In spite of suggestions that medical services would suffer if a pharmacy was allowed to open, in practice the health service has been seen to improve when it has proved possible to apply the underlying principle in the National Health Services Acts: that the members of each profession should, ideally, undertake the tasks for which they are specifically trained. Anything else should only be tolerated when the ideal is unattainable.
Every day, the value of the review of prescriptions before they are dispensed is confirmed in every pharmacy in the country. There are frequent contacts between doctors and pharmacists to resolve any issues that arise - particularly important for an elderly patient like Jim who is likely to be on multiple therapy.
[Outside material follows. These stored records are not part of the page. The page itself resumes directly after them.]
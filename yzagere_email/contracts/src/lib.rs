use std::future::Future;

use yzagere_models::email_address::EmailAddressWithName;

#[cfg_attr(feature = "mock", mockall::automock)]
pub trait EmailService: Send + Sync + 'static {
    /// Hands the email to the mail transport.
    ///
    /// Returns `Ok(false)` if the server answered but did not accept the
    /// message.
    fn send(&self, email: Email) -> impl Future<Output = anyhow::Result<bool>> + Send;

    /// Checks that the mail server is reachable.
    fn ping(&self) -> impl Future<Output = anyhow::Result<()>> + Send;
}

#[derive(Debug, Clone, PartialEq, Eq)]
pub struct Email {
    pub recipient: EmailAddressWithName,
    pub subject: String,
    pub body: EmailBody,
    pub reply_to: Option<EmailAddressWithName>,
}

#[derive(Debug, Clone, PartialEq, Eq)]
pub enum EmailBody {
    Text(String),
    Html(String),
    /// Plain text with an HTML alternative.
    Alternative { text: String, html: String },
}

#[cfg(feature = "mock")]
impl MockEmailService {
    pub fn with_send(mut self, email: Email, result: bool) -> Self {
        self.expect_send()
            .once()
            .with(mockall::predicate::eq(email))
            .return_once(move |_| Box::pin(std::future::ready(Ok(result))));
        self
    }

    pub fn with_send_error(mut self, email: Email, error: &'static str) -> Self {
        self.expect_send()
            .once()
            .with(mockall::predicate::eq(email))
            .return_once(move |_| Box::pin(std::future::ready(Err(anyhow::anyhow!(error)))));
        self
    }

    pub fn with_ping(mut self, ok: bool) -> Self {
        self.expect_ping().once().return_once(move || {
            Box::pin(std::future::ready(if ok {
                Ok(())
            } else {
                Err(anyhow::anyhow!("connection refused"))
            }))
        });
        self
    }
}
The pharmacist will also make sure that any necessary advice is given about taking or using the medicines supplied, to ensure maximum benefit. Research shows that information of this kind is much better absorbed in the relatively relaxed atmosphere of the pharmacy than in the surgery. And, of course, the pharmacist is the only health professional who studies every aspect of medicines at university and during preregistration training.
Jim can be happy, too, that his local pharmacy will arrange for his prescriptions to be collected and his medicines delivered, with all the necessary information, if he is housebound. He should think, too, of the wide range of other services that the new pharmacy will provide to the village for the first time, especially sound, informed advice - without the need to make an appointment - on treatment of common ailments. This includes, as research shows, advice to see the doctor when that is the right course of action in the pharmacist's view, as it is in more than 15 per cent of the cases.